Material for this exercise:

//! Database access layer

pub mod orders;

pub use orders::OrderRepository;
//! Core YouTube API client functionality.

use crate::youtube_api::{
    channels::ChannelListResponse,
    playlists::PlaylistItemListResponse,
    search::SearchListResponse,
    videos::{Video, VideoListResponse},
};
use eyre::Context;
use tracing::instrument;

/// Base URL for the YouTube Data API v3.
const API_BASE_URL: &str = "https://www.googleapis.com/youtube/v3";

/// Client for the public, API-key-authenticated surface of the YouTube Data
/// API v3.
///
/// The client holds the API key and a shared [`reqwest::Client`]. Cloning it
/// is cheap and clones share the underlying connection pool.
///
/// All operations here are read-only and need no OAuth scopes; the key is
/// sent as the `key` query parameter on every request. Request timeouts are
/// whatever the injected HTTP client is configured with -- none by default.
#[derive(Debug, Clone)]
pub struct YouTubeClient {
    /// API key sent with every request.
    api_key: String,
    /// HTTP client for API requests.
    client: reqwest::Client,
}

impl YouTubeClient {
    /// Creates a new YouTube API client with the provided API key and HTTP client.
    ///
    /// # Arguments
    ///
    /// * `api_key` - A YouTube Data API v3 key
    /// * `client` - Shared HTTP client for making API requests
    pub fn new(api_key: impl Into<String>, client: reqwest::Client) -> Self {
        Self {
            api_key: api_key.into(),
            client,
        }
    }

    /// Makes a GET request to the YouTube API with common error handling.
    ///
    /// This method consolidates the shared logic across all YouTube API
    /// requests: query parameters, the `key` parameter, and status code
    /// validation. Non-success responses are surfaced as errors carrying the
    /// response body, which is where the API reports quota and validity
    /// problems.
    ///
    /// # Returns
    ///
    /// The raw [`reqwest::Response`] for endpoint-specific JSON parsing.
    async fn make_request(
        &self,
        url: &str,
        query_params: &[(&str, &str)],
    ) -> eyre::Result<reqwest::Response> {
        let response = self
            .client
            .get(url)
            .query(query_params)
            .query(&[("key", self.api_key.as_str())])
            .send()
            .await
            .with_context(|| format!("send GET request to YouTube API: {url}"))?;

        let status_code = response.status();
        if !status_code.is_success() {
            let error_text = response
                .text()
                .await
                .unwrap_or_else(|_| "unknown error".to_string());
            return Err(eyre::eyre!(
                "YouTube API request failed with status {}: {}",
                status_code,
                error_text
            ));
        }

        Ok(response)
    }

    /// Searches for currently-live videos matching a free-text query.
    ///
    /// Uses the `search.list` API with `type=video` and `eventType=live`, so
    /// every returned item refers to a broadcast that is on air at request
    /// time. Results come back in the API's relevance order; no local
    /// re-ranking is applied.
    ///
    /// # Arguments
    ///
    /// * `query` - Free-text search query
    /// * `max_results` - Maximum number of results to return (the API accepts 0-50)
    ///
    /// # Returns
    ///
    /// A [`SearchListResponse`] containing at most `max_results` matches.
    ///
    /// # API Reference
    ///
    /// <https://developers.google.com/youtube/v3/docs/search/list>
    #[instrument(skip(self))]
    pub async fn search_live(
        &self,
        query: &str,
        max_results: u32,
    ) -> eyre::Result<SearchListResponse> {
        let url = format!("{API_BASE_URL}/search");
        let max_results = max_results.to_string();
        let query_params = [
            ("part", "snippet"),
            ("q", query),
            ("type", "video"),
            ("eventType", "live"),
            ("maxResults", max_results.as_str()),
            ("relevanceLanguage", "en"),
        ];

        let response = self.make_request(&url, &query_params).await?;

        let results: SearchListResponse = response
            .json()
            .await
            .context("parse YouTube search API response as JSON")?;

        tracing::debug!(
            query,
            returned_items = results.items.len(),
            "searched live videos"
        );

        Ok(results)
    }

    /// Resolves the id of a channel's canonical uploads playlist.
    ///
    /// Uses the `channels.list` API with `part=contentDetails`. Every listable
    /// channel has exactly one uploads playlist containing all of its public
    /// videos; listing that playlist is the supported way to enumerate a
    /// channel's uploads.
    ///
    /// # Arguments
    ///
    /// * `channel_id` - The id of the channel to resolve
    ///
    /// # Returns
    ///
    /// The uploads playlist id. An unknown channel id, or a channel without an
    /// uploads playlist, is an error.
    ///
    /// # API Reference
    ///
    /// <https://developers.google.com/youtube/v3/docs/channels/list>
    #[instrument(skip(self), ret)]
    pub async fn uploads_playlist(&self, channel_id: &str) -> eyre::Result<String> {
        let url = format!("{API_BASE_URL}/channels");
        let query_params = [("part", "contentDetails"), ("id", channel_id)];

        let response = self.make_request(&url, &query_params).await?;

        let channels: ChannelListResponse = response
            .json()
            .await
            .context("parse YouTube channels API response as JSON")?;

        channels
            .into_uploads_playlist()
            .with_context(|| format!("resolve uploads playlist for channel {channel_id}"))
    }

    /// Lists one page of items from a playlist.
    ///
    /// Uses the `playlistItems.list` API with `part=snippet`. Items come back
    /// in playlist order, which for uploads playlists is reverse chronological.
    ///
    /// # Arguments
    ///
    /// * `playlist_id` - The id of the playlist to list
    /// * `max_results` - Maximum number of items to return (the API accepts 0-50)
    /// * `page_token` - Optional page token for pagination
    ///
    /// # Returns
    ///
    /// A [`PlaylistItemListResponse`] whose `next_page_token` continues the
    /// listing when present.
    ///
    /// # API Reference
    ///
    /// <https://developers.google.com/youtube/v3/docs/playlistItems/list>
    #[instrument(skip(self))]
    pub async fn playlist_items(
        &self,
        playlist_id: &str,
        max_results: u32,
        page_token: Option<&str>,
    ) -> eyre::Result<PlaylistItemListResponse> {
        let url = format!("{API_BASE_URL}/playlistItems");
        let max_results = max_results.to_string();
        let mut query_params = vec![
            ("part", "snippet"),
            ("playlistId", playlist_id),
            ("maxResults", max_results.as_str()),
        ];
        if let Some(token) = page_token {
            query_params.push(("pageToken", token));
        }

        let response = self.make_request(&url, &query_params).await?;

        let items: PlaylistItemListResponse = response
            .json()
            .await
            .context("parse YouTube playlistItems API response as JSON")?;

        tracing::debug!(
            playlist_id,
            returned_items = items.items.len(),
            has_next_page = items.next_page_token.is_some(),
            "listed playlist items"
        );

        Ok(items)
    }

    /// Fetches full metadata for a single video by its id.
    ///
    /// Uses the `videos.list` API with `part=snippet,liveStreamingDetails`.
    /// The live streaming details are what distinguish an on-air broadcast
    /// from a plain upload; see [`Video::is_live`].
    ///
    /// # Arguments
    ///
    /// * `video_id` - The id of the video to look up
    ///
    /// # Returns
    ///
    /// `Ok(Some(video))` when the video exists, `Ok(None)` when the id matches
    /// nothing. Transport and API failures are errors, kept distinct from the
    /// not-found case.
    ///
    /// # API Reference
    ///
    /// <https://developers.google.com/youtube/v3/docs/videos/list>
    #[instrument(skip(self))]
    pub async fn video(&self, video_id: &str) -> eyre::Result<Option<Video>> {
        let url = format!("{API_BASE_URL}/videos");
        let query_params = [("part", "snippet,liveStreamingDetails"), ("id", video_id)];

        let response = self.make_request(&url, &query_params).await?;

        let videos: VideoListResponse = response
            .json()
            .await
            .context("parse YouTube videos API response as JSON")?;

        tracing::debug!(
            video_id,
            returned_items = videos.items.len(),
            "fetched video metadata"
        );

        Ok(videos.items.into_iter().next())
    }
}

What you are asked to do:
The answer should consist of every line above in which "parameter" appears.

Exercise output:
/// sent as the `key` query parameter on every request. Request timeouts are
    /// requests: query parameters, the `key` parameter, and status code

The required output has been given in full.